These are vast subjects, but the contributors are never either vague or dogmatic: the horror and importance of their subject brings out the best in all of them, and makes of this book something no one interested in the Holocaust, the nature of historiography or the place of memory in human life - in other words, no one with any curiosity - can afford to ignore.
Behind all the essays lie the questions raised on the one hand by Adorno's remark that 'After Auschwitz to write a poem is barbaric', and on the other by Hayden White's argument that all historical writing is at bottom rhetoric, and that our view of the past will always depend on how we choose to narrate it. If there is a central unifying theme, it is the assumption of all the contributors that both Adorno and White have to be taken seriously, but that doing so does not mean either remaining silent or accepting a complete relativism.

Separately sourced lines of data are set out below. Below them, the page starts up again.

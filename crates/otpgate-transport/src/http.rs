//! HTTP transport implementation using `reqwest`.

use std::time::Duration;

use reqwest::header::{ACCEPT, CONTENT_TYPE};
use url::Url;

use crate::{Method, Request, Response, Transport, TransportError};

/// A [`Transport`] that talks to the auth backend over HTTP(S).
#[derive(Debug, Clone)]
pub struct HttpTransport {
    base_url: Url,
    client: reqwest::Client,
    timeout: Duration,
}

impl HttpTransport {
    /// Per-request deadline used by [`HttpTransport::new`].
    pub const DEFAULT_TIMEOUT: Duration = Duration::from_secs(30);

    /// Creates a transport rooted at `base_url` (scheme + host, e.g.
    /// `https://bank.example`).
    pub fn new(base_url: Url) -> Result<Self, TransportError> {
        Self::with_timeout(base_url, Self::DEFAULT_TIMEOUT)
    }

    pub fn with_timeout(
        base_url: Url,
        timeout: Duration,
    ) -> Result<Self, TransportError> {
        let client = reqwest::Client::builder()
            .timeout(timeout)
            .build()
            .map_err(|e| TransportError::Setup(e.to_string()))?;
        tracing::debug!(%base_url, ?timeout, "HTTP transport ready");
        Ok(Self {
            base_url,
            client,
            timeout,
        })
    }

    pub fn base_url(&self) -> &Url {
        &self.base_url
    }

    fn map_error(&self, e: reqwest::Error) -> TransportError {
        if e.is_timeout() {
            TransportError::Timeout(self.timeout)
        } else if e.is_connect() {
            TransportError::Connect(e.to_string())
        } else {
            TransportError::Request(e.to_string())
        }
    }
}

impl Transport for HttpTransport {
    async fn send(&self, request: Request) -> Result<Response, TransportError> {
        let url = self.base_url.join(&request.path)?;
        tracing::debug!(method = %request.method, %url, "sending request");

        let builder = match request.method {
            Method::Get => self.client.get(url),
            Method::Post => self
                .client
                .post(url)
                .header(CONTENT_TYPE, "application/json")
                .body(request.body.unwrap_or_default()),
        };

        let resp = builder
            .header(ACCEPT, "application/json")
            .send()
            .await
            .map_err(|e| self.map_error(e))?;
        let status = resp.status().as_u16();
        let body = resp.bytes().await.map_err(|e| self.map_error(e))?;

        tracing::debug!(status, bytes = body.len(), "response received");
        Ok(Response {
            status,
            body: body.to_vec(),
        })
    }
}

The first essay, by Christopher Browning, sets the tone: the Holocaust must never be taken as an abstraction, for 'Ultimately it took place because people killed other people'. Browning wants to get away from the view that what happened was the result of criminals and madmen being let loose or of a bureaucratic machinery shielding everyone involved in the murders from a consciousness of what was going on. He has studied not the Himmlers and Eichmanns but the members of Reserve Police Battalion 10l, which consisted of reserve policemen from Hamburg, mostly middle-aged family men of predominantly working- class background.

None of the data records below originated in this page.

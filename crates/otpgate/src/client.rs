//! `AuthClient` builder and lifecycle.
//!
//! This is the entry point for embedding otpgate. It ties the layers
//! together: transport → session manager → OTP poller, and keeps the
//! poller bound to whatever session the manager currently holds.

use std::sync::{Arc, Mutex, MutexGuard, PoisonError};

use otpgate_poll::{OtpPoller, PollerConfig, PollerHandle, PollerView};
use otpgate_protocol::{SessionId, SessionState};
use otpgate_session::{SessionConfig, SessionEvent, SessionManager};
use otpgate_store::DurableStore;
use otpgate_transport::{HttpTransport, Transport, TransportError};
use tokio::sync::broadcast::{self, error::RecvError};
use tokio::sync::watch;
use tokio::task::JoinHandle;
use tracing::{debug, info};
use url::Url;

use crate::OtpgateError;

/// Builder for configuring an [`AuthClient`].
///
/// # Example
///
/// ```rust,ignore
/// use otpgate::prelude::*;
///
/// let client = AuthClient::builder()
///     .base_url("https://bank.example")
///     .store(DurableStore::new(FileStorage::new("session.json")))
///     .build()
///     .await?;
/// client.start().await;
/// ```
pub struct AuthClientBuilder {
    base_url: Option<String>,
    store: Option<DurableStore>,
    session_config: SessionConfig,
    poller_config: PollerConfig,
}

impl AuthClientBuilder {
    /// Creates a new builder with default settings and an in-memory store.
    pub fn new() -> Self {
        Self {
            base_url: None,
            store: None,
            session_config: SessionConfig::default(),
            poller_config: PollerConfig::default(),
        }
    }

    /// Sets the auth backend's base URL (scheme + host).
    pub fn base_url(mut self, url: impl Into<String>) -> Self {
        self.base_url = Some(url.into());
        self
    }

    /// Sets where the session id is persisted between runs.
    pub fn store(mut self, store: DurableStore) -> Self {
        self.store = Some(store);
        self
    }

    /// Sets the session configuration.
    pub fn session_config(mut self, config: SessionConfig) -> Self {
        self.session_config = config;
        self
    }

    /// Sets the OTP poller's cadence.
    pub fn poller_config(mut self, config: PollerConfig) -> Self {
        self.poller_config = config;
        self
    }

    /// Builds a client that talks HTTP to the configured base URL.
    ///
    /// Must run inside a Tokio runtime: the poller task is spawned here,
    /// idle until a session is bound.
    pub async fn build(self) -> Result<AuthClient<HttpTransport>, OtpgateError> {
        let base_url = match self.base_url.as_deref() {
            Some(raw) => Url::parse(raw).map_err(TransportError::from)?,
            None => return Err(OtpgateError::MissingBaseUrl),
        };
        let transport = HttpTransport::with_timeout(base_url, self.session_config.request_timeout)?;
        Ok(self.build_with_transport(transport).await)
    }

    /// Builds a client over any [`Transport`]. The base URL, if set, is
    /// ignored.
    pub async fn build_with_transport<T: Transport>(self, transport: T) -> AuthClient<T> {
        let store = self.store.unwrap_or_else(DurableStore::in_memory);
        let manager = SessionManager::new(transport, store, self.session_config);
        let poller = OtpPoller::spawn(manager.clone(), self.poller_config);

        AuthClient {
            manager,
            poller: Arc::new(poller),
            binder: Mutex::new(None),
        }
    }
}

impl Default for AuthClientBuilder {
    fn default() -> Self {
        Self::new()
    }
}

/// One session manager plus one OTP poller, kept in step.
///
/// Call [`start`](Self::start) to restore a persisted session and begin
/// background work, and [`shutdown`](Self::shutdown) to stop it. Dropping
/// the client also stops everything, just without waiting.
pub struct AuthClient<T: Transport> {
    manager: SessionManager<T>,
    poller: Arc<PollerHandle>,
    binder: Mutex<Option<JoinHandle<()>>>,
}

impl AuthClient<HttpTransport> {
    /// Creates a new builder.
    pub fn builder() -> AuthClientBuilder {
        AuthClientBuilder::new()
    }
}

impl<T: Transport> AuthClient<T> {
    /// Starts following session events, then starts the session manager
    /// (restoring and validating a persisted session if there is one).
    ///
    /// Calling it again only re-runs the manager's startup validation.
    pub async fn start(&self) {
        {
            let mut slot = lock(&self.binder);
            if slot.is_none() {
                let events = self.manager.subscribe();
                *slot = Some(tokio::spawn(bind_poller(
                    self.manager.clone(),
                    Arc::clone(&self.poller),
                    events,
                )));
            }
        }

        self.manager.start().await;
        self.poller.set_session(poll_target(&self.manager));
        info!(session_id = ?self.manager.session_id(), "auth client started");
    }

    /// Stops the poller, the binding task and session maintenance, and
    /// waits for each. Safe to call more than once.
    pub async fn shutdown(&self) {
        let binder = lock(&self.binder).take();
        if let Some(binder) = binder {
            binder.abort();
            let _ = binder.await;
        }
        self.poller.shutdown().await;
        self.manager.shutdown().await;
        info!("auth client stopped");
    }

    /// The session manager: every auth operation lives here.
    pub fn session(&self) -> &SessionManager<T> {
        &self.manager
    }

    pub fn poller(&self) -> &PollerHandle {
        &self.poller
    }

    /// Follows the OTP poller's published view.
    pub fn otp_view(&self) -> watch::Receiver<PollerView> {
        self.poller.subscribe()
    }

    /// Subscribes to session events.
    pub fn subscribe(&self) -> broadcast::Receiver<SessionEvent> {
        self.manager.subscribe()
    }
}

impl<T: Transport> Drop for AuthClient<T> {
    fn drop(&mut self) {
        let binder = self
            .binder
            .get_mut()
            .unwrap_or_else(PoisonError::into_inner)
            .take();
        if let Some(binder) = binder {
            binder.abort();
        }
    }
}

fn lock<V>(mutex: &Mutex<V>) -> MutexGuard<'_, V> {
    mutex.lock().unwrap_or_else(PoisonError::into_inner)
}

// ---------------------------------------------------------------------------
// Poller binding
// ---------------------------------------------------------------------------

/// What a session event means for the poller.
#[derive(Debug, Clone, Copy, PartialEq, Eq)]
pub(crate) enum Binding {
    /// Re-read the manager's session and bind to it.
    Follow,
    /// The session is gone or done; stop polling.
    Unbind,
    /// Nothing to do.
    Keep,
}

impl Binding {
    pub(crate) fn for_event(event: &SessionEvent) -> Self {
        match event {
            SessionEvent::Initialized { .. }
            | SessionEvent::SessionCreated { .. }
            | SessionEvent::SessionRestored { .. }
            | SessionEvent::SessionRestarted { .. }
            | SessionEvent::SessionUpdated { .. }
            | SessionEvent::ContactVerified { .. }
            | SessionEvent::OtpInitiated { .. }
            | SessionEvent::OtpResent { .. } => Self::Follow,
            SessionEvent::OtpVerified
            | SessionEvent::AuthenticationSuccess { .. }
            | SessionEvent::AuthenticationRequired
            | SessionEvent::AuthCleared => Self::Unbind,
            SessionEvent::ConnectionRestored
            | SessionEvent::ConnectionLost
            | SessionEvent::RetryAttempt { .. } => Self::Keep,
        }
    }
}

/// The session the poller should watch: the current one, unless it has
/// reached a state it can never leave.
fn poll_target<T: Transport>(manager: &SessionManager<T>) -> Option<SessionId> {
    let snapshot = manager.snapshot();
    if snapshot.state.is_some_and(SessionState::is_terminal) {
        return None;
    }
    snapshot.session_id
}

async fn bind_poller<T: Transport>(
    manager: SessionManager<T>,
    poller: Arc<PollerHandle>,
    mut events: broadcast::Receiver<SessionEvent>,
) {
    loop {
        match events.recv().await {
            Ok(event) => match Binding::for_event(&event) {
                Binding::Follow => poller.set_session(poll_target(&manager)),
                Binding::Unbind => poller.set_session(None),
                Binding::Keep => {}
            },
            Err(RecvError::Lagged(missed)) => {
                debug!(missed, "poller binding lagged, resyncing");
                poller.set_session(poll_target(&manager));
            }
            Err(RecvError::Closed) => break,
        }
    }
}

#[cfg(test)]
mod tests {
    use super::*;
    use otpgate_protocol::ErrorCode;

    #[test]
    fn test_binding_follows_session_progress() {
        let id = SessionId::new("s-1");
        for event in [
            SessionEvent::Initialized { session_id: None },
            SessionEvent::SessionCreated { session_id: id.clone() },
            SessionEvent::SessionRestored { session_id: id.clone() },
            SessionEvent::SessionRestarted { session_id: id },
        ] {
            assert_eq!(Binding::for_event(&event), Binding::Follow, "{}", event.name());
        }
    }

    #[test]
    fn test_binding_unbinds_when_session_ends() {
        for event in [
            SessionEvent::OtpVerified,
            SessionEvent::AuthenticationRequired,
            SessionEvent::AuthCleared,
        ] {
            assert_eq!(Binding::for_event(&event), Binding::Unbind, "{}", event.name());
        }
    }

    #[test]
    fn test_binding_ignores_connectivity_and_retries() {
        for event in [
            SessionEvent::ConnectionLost,
            SessionEvent::ConnectionRestored,
            SessionEvent::RetryAttempt {
                operation: "initiate_otp",
                attempt: 1,
                code: ErrorCode::ServiceError,
            },
        ] {
            assert_eq!(Binding::for_event(&event), Binding::Keep, "{}", event.name());
        }
    }
}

On 13 July 1942 they were ordered to put to death the Jews of the Polish village of Jozefow. How many refused? What reasons did they give? How did those who carried out the order react? Starting with this specific episode, Browning questions White's generalisations and argues that 'there are no distinct and separate categories of attestable fact on the one hand and pure interpretation on the other'. There is, rather, a spectrum, and the historian will always have to use his judgement, instinct and tact. Nor should he fear the argument that empathy with the killers is dangerous: we must both empathise and condemn, for these were, after all, human beings like us - and yet they did it and not us. He notes the revulsion of the majority of the men at what they were ordered to do, but ends: 'Eventually, of course, they got used to the killings. But in that too, they were all too human.'
Typical of the best of the essays is Perry Anderson's analysis of Hillgruber's Two Kinds of Ruin, which juxtaposes the destruction of East European Jewry by the Nazis and of the German army in the East by the Russians. Anderson finds Hillgruber's study wanting not because it does anything so crude as to deny outright the Holocaust or the Germans' involvement in it, but because of its constant failure of tone: 'Any juxtaposition of Jewish and German fates demands an exceptional - moral and empirical - delicacy that was beyond the compass of this historian.'
In a similar vein, the films of Syberberg and Reitz, and the paintings of Anselm Kiefer, are shown to be serious attempts to come to terms with those terrible events, but ultimately to be betrayals of the truth - myth-making and sentimentality finally win out. Not that Habermas's vision of Western civilisation, with which he seeks to counter what he sees as the darkness at the heart of German history, is allowed to escape unchallenged. 'Habermas's call,' writes Vincent Pecora, 'is simultaneously the only responsible political position to adopt, and a liberal's dream fraught with contradictions.'
The darkness, Pecora argues, is there at the heart of the European Enlightenment. Nazi ideology is terrifying, yet it is only an intensification of earlier European and, sadly, Christian attitudes. This must be faced if we are to understand what happened and even what goes on happening, for example, in the attitude of certain Israelis to the Palestinians.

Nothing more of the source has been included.